Is Obama bad for business?

The Democratic contender is rated lower than his rivals by the U.S. Chamber of Commerce and other business groups. But he's taken steps that aren't typical of liberal senators.

By BusinessWeek

On Sunday, after he learned he'd won that day's Democratic presidential primary in Maine but before his appearance on CBS's "60 Minutes," Sen. Barack Obama (D-Ill.) sat down at the keyboard of his computer to write an e-mail. Not to a media consultant or a delegate counter, but to banker Robert Wolf, chief executive of UBS (UBS, news, msgs) Group for the Americas.

The two men exchanged notes about the Senate-passed economic stimulus package and that weekend's G-7 economic summit, Wolf says.

A banker as Obama's pen pal? Hard to believe, given the senator's liberal image.

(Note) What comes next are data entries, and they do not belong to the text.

//! Error types for redaction and the JSON boundary.
//!
//! Traversal, matching and cloning are total over well-formed documents. The
//! variants here cover the edges: text that does not parse, trees JSON cannot
//! express, patterns that do not compile, and replacers that fail.

use thiserror::Error;

use crate::document::NodeId;

/// Result type for redaction operations.
pub type Result<T> = std::result::Result<T, RedactError>;

/// Boxed error returned by a failing [`crate::Replacer`].
pub type BoxError = Box<dyn std::error::Error + Send + Sync + 'static>;

/// Errors that can occur while redacting.
#[derive(Error, Debug)]
pub enum RedactError {
    /// The input text is not valid JSON.
    #[error("parse error: {0}")]
    Parse(#[source] serde_json::Error),

    /// The redacted document could not be written as JSON text.
    #[error("serialize error: {0}")]
    Serialize(#[source] serde_json::Error),

    /// A `matchKeys` pattern is not a valid regular expression.
    #[error("invalid key pattern: {0}")]
    InvalidPattern(#[from] regex::Error),

    /// A configured replacer failed. The call is aborted.
    #[error("replacer failed at `{path}`: {source}")]
    Replacer {
        /// Path of the node being replaced.
        path: String,
        /// Error reported by the replacer.
        #[source]
        source: BoxError,
    },

    /// The document contains a cycle and cannot be expressed as a JSON tree.
    #[error("cycle detected at `{path}`")]
    Cycle {
        /// Path at which the back-reference was found.
        path: String,
    },

    /// A key cannot address a slot of the target container.
    #[error("invalid key `{0}` for a list")]
    InvalidKey(String),

    /// A handle does not refer to a container of this document.
    #[error("dangling node handle {0:?}")]
    DanglingNode(NodeId),
}
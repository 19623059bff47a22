//! Redaction configuration.
//!
//! [`RedactOptions`] is built with `with_*` methods or deserialized from a JSON
//! configuration document. Every field is optional; the defaults mask nothing.
//!
//! ```rust
//! use tree_redaction::{Mode, RedactOptions};
//!
//! let options = RedactOptions::from_json_str(
//!     r#"{"paths": ["users.*.ssn"], "matchKeys": ["pin", {"pattern": "(?i)token"}], "mode": "remove"}"#,
//! )
//! .unwrap();
//! assert_eq!(options.mode(), Mode::Remove);
//! ```

use std::{fmt, sync::Arc};

use serde::{Deserialize, Serialize};
use serde_json::Value as JsonValue;

use crate::{
    document::Value,
    error::{BoxError, RedactError, Result},
    mask::DEFAULT_MASK,
    matcher::KeyMatcher,
};

/// What happens to a selected node.
#[derive(Clone, Copy, Debug, Default, PartialEq, Eq, Serialize, Deserialize)]
#[serde(rename_all = "lowercase")]
pub enum Mode {
    /// Overwrite the node with a substitute value.
    #[default]
    Mask,
    /// Delete map entries; leave a hole in list slots.
    Remove,
}

/// Computes the substitute for a masked node from its value and path.
///
/// The replacement is a JSON tree; it is copied into the document in place of
/// the node. An error aborts the whole redaction call.
pub trait Replacer {
    fn replace(&self, value: &Value, path: &str) -> std::result::Result<JsonValue, BoxError>;
}

/// Adapts a closure into a [`Replacer`].
struct FnReplacer<F>(F);

impl<F> Replacer for FnReplacer<F>
where
    F: Fn(&Value, &str) -> std::result::Result<JsonValue, BoxError>,
{
    fn replace(&self, value: &Value, path: &str) -> std::result::Result<JsonValue, BoxError> {
        (self.0)(value, path)
    }
}

/// Selection rules and substitution settings for one redaction.
#[derive(Clone, Deserialize, Serialize)]
#[serde(rename_all = "camelCase", default, deny_unknown_fields)]
pub struct RedactOptions {
    paths: Vec<String>,
    match_keys: Vec<KeyMatcher>,
    auto_detect: bool,
    mode: Mode,
    mask_value: String,
    #[serde(skip)]
    replacer: Option<Arc<dyn Replacer + Send + Sync>>,
    mutate: bool,
    preserve_types: bool,
}

impl Default for RedactOptions {
    fn default() -> Self {
        Self {
            paths: Vec::new(),
            match_keys: Vec::new(),
            auto_detect: false,
            mode: Mode::Mask,
            mask_value: DEFAULT_MASK.to_string(),
            replacer: None,
            mutate: false,
            preserve_types: false,
        }
    }
}

impl fmt::Debug for RedactOptions {
    fn fmt(&self, f: &mut fmt::Formatter<'_>) -> fmt::Result {
        f.debug_struct("RedactOptions")
            .field("paths", &self.paths)
            .field("match_keys", &self.match_keys)
            .field("auto_detect", &self.auto_detect)
            .field("mode", &self.mode)
            .field("mask_value", &self.mask_value)
            .field("replacer", &self.replacer.as_ref().map(|_| "<replacer>"))
            .field("mutate", &self.mutate)
            .field("preserve_types", &self.preserve_types)
            .finish()
    }
}

impl RedactOptions {
    pub fn new() -> Self {
        Self::default()
    }

    /// Parses the data fields from JSON (`paths`, `matchKeys`, `autoDetect`,
    /// `mode`, `maskValue`, `mutate`, `preserveTypes`). A replacer cannot be
    /// configured this way.
    pub fn from_json_str(config: &str) -> Result<Self> {
        serde_json::from_str(config).map_err(RedactError::Parse)
    }

    /// Dot-notation patterns; `*` matches exactly one segment.
    #[must_use]
    pub fn with_paths<I, S>(mut self, paths: I) -> Self
    where
        I: IntoIterator<Item = S>,
        S: Into<String>,
    {
        self.paths.extend(paths.into_iter().map(Into::into));
        self
    }

    /// Literal key names or [`KeyMatcher::Pattern`]s matched anywhere in the tree.
    #[must_use]
    pub fn with_match_keys<I, K>(mut self, keys: I) -> Self
    where
        I: IntoIterator<Item = K>,
        K: Into<KeyMatcher>,
    {
        self.match_keys.extend(keys.into_iter().map(Into::into));
        self
    }

    /// Adds a regular-expression key matcher.
    pub fn with_key_pattern(mut self, pattern: &str) -> Result<Self> {
        self.match_keys.push(KeyMatcher::pattern(pattern)?);
        Ok(self)
    }

    /// Enables matching against [`crate::SENSITIVE_KEYS`].
    #[must_use]
    pub fn with_auto_detect(mut self, auto_detect: bool) -> Self {
        self.auto_detect = auto_detect;
        self
    }

    #[must_use]
    pub fn with_mode(mut self, mode: Mode) -> Self {
        self.mode = mode;
        self
    }

    #[must_use]
    pub fn with_mask_value(mut self, mask_value: impl Into<String>) -> Self {
        self.mask_value = mask_value.into();
        self
    }

    /// Computes substitutes with `replacer` instead of the mask value.
    #[must_use]
    pub fn with_replacer<R>(mut self, replacer: R) -> Self
    where
        R: Replacer + Send + Sync + 'static,
    {
        self.replacer = Some(Arc::new(replacer));
        self
    }

    /// Computes substitutes with a closure.
    #[must_use]
    pub fn with_replacer_fn<F>(self, replacer: F) -> Self
    where
        F: Fn(&Value, &str) -> std::result::Result<JsonValue, BoxError> + Send + Sync + 'static,
    {
        self.with_replacer(FnReplacer(replacer))
    }

    /// Redacts the caller's document in place instead of a private clone.
    #[must_use]
    pub fn with_mutate(mut self, mutate: bool) -> Self {
        self.mutate = mutate;
        self
    }

    /// Without a replacer, masks numbers as `0`, booleans as `false`, lists
    /// and maps as empty containers.
    #[must_use]
    pub fn with_preserve_types(mut self, preserve_types: bool) -> Self {
        self.preserve_types = preserve_types;
        self
    }

    pub fn paths(&self) -> &[String] {
        &self.paths
    }

    pub fn match_keys(&self) -> &[KeyMatcher] {
        &self.match_keys
    }

    pub fn auto_detect(&self) -> bool {
        self.auto_detect
    }

    pub fn mode(&self) -> Mode {
        self.mode
    }

    pub fn mask_value(&self) -> &str {
        &self.mask_value
    }

    pub fn replacer(&self) -> Option<&(dyn Replacer + Send + Sync)> {
        self.replacer.as_deref()
    }

    pub fn mutate(&self) -> bool {
        self.mutate
    }

    pub fn preserve_types(&self) -> bool {
        self.preserve_types
    }
}
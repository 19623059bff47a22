//! Iterative, cycle-safe depth-first traversal.
//!
//! [`Walker`] keeps its own worklist and visited set and borrows the document
//! only for the duration of one step, so the caller may rewrite slots between
//! steps. [`Traversal`] wraps it as a plain read-only iterator.

use std::collections::HashSet;

use crate::document::{join_path, Document, Key, NodeId, Value};

/// A node produced by the traversal, with enough addressing metadata to
/// rewrite its slot.
#[derive(Clone, Debug, PartialEq)]
pub struct TraversalNode {
    /// The value found in the slot when the node was produced.
    pub value: Value,
    /// Dot-joined keys from the root. Empty for the root.
    pub path: String,
    /// Container owning the slot. `None` only for the root.
    pub parent: Option<NodeId>,
    /// Position within `parent`. `None` only for the root.
    pub key: Option<Key>,
}

impl TraversalNode {
    pub fn is_root(&self) -> bool {
        self.parent.is_none()
    }
}

#[derive(Debug)]
struct Pending {
    path: String,
    parent: Option<NodeId>,
    key: Option<Key>,
}

/// Explicit-worklist walker over a [`Document`].
///
/// Each reachable container is expanded once; a container reached again
/// (through a cycle or a second reference) is produced as a node but not
/// re-entered. Siblings come out in ascending index or key order.
#[derive(Debug)]
pub struct Walker {
    stack: Vec<Pending>,
    seen: HashSet<NodeId>,
}

impl Walker {
    /// A walker positioned before the root.
    pub fn new() -> Self {
        Self {
            stack: vec![Pending {
                path: String::new(),
                parent: None,
                key: None,
            }],
            seen: HashSet::new(),
        }
    }

    /// Produces the next node, or `None` once the walk is exhausted.
    ///
    /// The node's value is read from `document` now; its children are queued
    /// before it is returned, so rewriting its slot afterwards does not affect
    /// which descendants are visited.
    pub fn next_node(&mut self, document: &Document) -> Option<TraversalNode> {
        while let Some(pending) = self.stack.pop() {
            let value = match (pending.parent, &pending.key) {
                (Some(parent), Some(key)) => match document.get(parent, key) {
                    Some(value) => value.clone(),
                    // slot vanished since it was queued
                    None => continue,
                },
                _ => document.root().clone(),
            };

            if let Value::Container(id) = value {
                if self.seen.insert(id) {
                    self.expand(document, id, &pending.path);
                }
            }

            return Some(TraversalNode {
                value,
                path: pending.path,
                parent: pending.parent,
                key: pending.key,
            });
        }
        None
    }

    /// Number of distinct containers expanded so far.
    pub fn visited(&self) -> usize {
        self.seen.len()
    }

    fn expand(&mut self, document: &Document, id: NodeId, path: &str) {
        let Some(container) = document.container(id) else {
            return;
        };
        // Pushed in reverse so the lowest key is popped first.
        for (key, _) in container.entries().rev() {
            self.stack.push(Pending {
                path: join_path(path, &key),
                parent: Some(id),
                key: Some(key),
            });
        }
    }
}

impl Default for Walker {
    fn default() -> Self {
        Self::new()
    }
}

/// Read-only iterator over every node of a document.
#[derive(Debug)]
pub struct Traversal<'a> {
    document: &'a Document,
    walker: Walker,
}

impl Iterator for Traversal<'_> {
    type Item = TraversalNode;

    fn next(&mut self) -> Option<Self::Item> {
        self.walker.next_node(self.document)
    }
}

impl Document {
    /// Walks the document from its root, producing the root first.
    pub fn walk(&self) -> Traversal<'_> {
        Traversal {
            document: self,
            walker: Walker::new(),
        }
    }
}

#[cfg(test)]
mod tests {
    use serde_json::json;

    use super::Walker;
    use crate::document::{Document, Key, Value};

    fn paths(document: &Document) -> Vec<String> {
        document.walk().map(|node| node.path).collect()
    }

    #[test]
    fn visits_depth_first_in_key_order() {
        let document = Document::from_json(json!({"b": [10, 20], "a": {"c": 1}}));
        assert_eq!(paths(&document), vec!["", "a", "a.c", "b", "b.0", "b.1"]);
    }

    #[test]
    fn root_has_no_parent() {
        let document = Document::from_json(json!({"a": 1}));
        let nodes: Vec<_> = document.walk().collect();
        assert!(nodes[0].is_root());
        assert_eq!(nodes[0].key, None);
        assert_eq!(nodes[1].parent, document.root().as_container());
        assert_eq!(nodes[1].key, Some(Key::from("a")));
        assert_eq!(nodes[1].value, Value::from(1_i64));
    }

    #[test]
    fn leaf_root_produces_single_node() {
        let document = Document::from_json(json!("x"));
        assert_eq!(paths(&document), vec![""]);
    }

    #[test]
    fn parent_slot_holds_value_at_emission() {
        let document = Document::from_json(json!({"a": [1, {"b": null}], "c": "d"}));
        for node in document.walk().filter(|node| !node.is_root()) {
            let parent = node.parent.unwrap();
            let key = node.key.as_ref().unwrap();
            assert_eq!(document.get(parent, key), Some(&node.value));
        }
    }

    #[test]
    fn cycle_is_produced_but_not_reentered() {
        let mut document = Document::new();
        let root = document.new_map([("a", Value::from(1_i64))]);
        let id = root.as_container().unwrap();
        document.set(id, Key::from("self"), root.clone()).unwrap();
        document.set_root(root);

        assert_eq!(paths(&document), vec!["", "a", "self"]);
    }

    #[test]
    fn shared_subtree_is_expanded_once() {
        let mut document = Document::new();
        let shared = document.new_map([("k", Value::Null)]);
        let root = document.new_map([("x", shared.clone()), ("y", shared)]);
        document.set_root(root);

        assert_eq!(paths(&document), vec!["", "x", "x.k", "y"]);
    }

    #[test]
    fn slots_can_be_rewritten_between_steps() {
        let mut document = Document::from_json(json!({"a": {"b": 1}, "c": 2}));
        let mut walker = Walker::new();
        let mut seen = Vec::new();
        while let Some(node) = walker.next_node(&document) {
            if let (Some(parent), Some(key)) = (node.parent, node.key.clone()) {
                document.set(parent, key, Value::from("x")).unwrap();
            }
            seen.push(node.path);
        }
        assert_eq!(seen, vec!["", "a", "a.b", "c"]);
        assert_eq!(document.to_json().unwrap(), json!({"a": "x", "c": "x"}));
        assert_eq!(walker.visited(), 2);
        assert!(walker.next_node(&document).is_none());
    }

    #[test]
    fn removed_slot_is_skipped() {
        let mut document = Document::from_json(json!({"a": 1, "b": 2}));
        let root = document.root().as_container().unwrap();
        let mut walker = Walker::new();
        let first = walker.next_node(&document).unwrap();
        assert!(first.is_root());
        document.remove(root, &Key::from("b")).unwrap();
        let rest: Vec<_> = std::iter::from_fn(|| walker.next_node(&document))
            .map(|node| node.path)
            .collect();
        assert_eq!(rest, vec!["a"]);
    }
}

But in between rallies and airplane flights on the campaign trail, Obama has also taken time to consult on the economy with billionaire Warren Buffett, whose support of rolling back the Bush tax cuts Obama often cites in his stump speeches.

Obama has also been in touch with former Federal Reserve Chairman Paul Volcker, who endorsed the freshman senator in January.

"When I sat down with him, I found him to be unbelievably refreshing and smart and thoughtful," says Wolf, who first met Obama at the offices of financier George Soros. The UBS chief has gone on to raise more than $1 million for the Obama campaign.

The rest of corporate America may not be persuaded as easily.

After all, Obama is hardly a shoo-in for the C-suite set: He's got a scant three-year record on the national stage, and he wants to roll back the Bush tax cuts that benefit many of the people running big American companies.

Plus, the U.S. Chamber of Commerce gives him the lowest rating of any of the three major contenders for the presidency, behind Sen. Hillary Clinton (D-N.Y.) and Sen. John McCain (R-Ariz.).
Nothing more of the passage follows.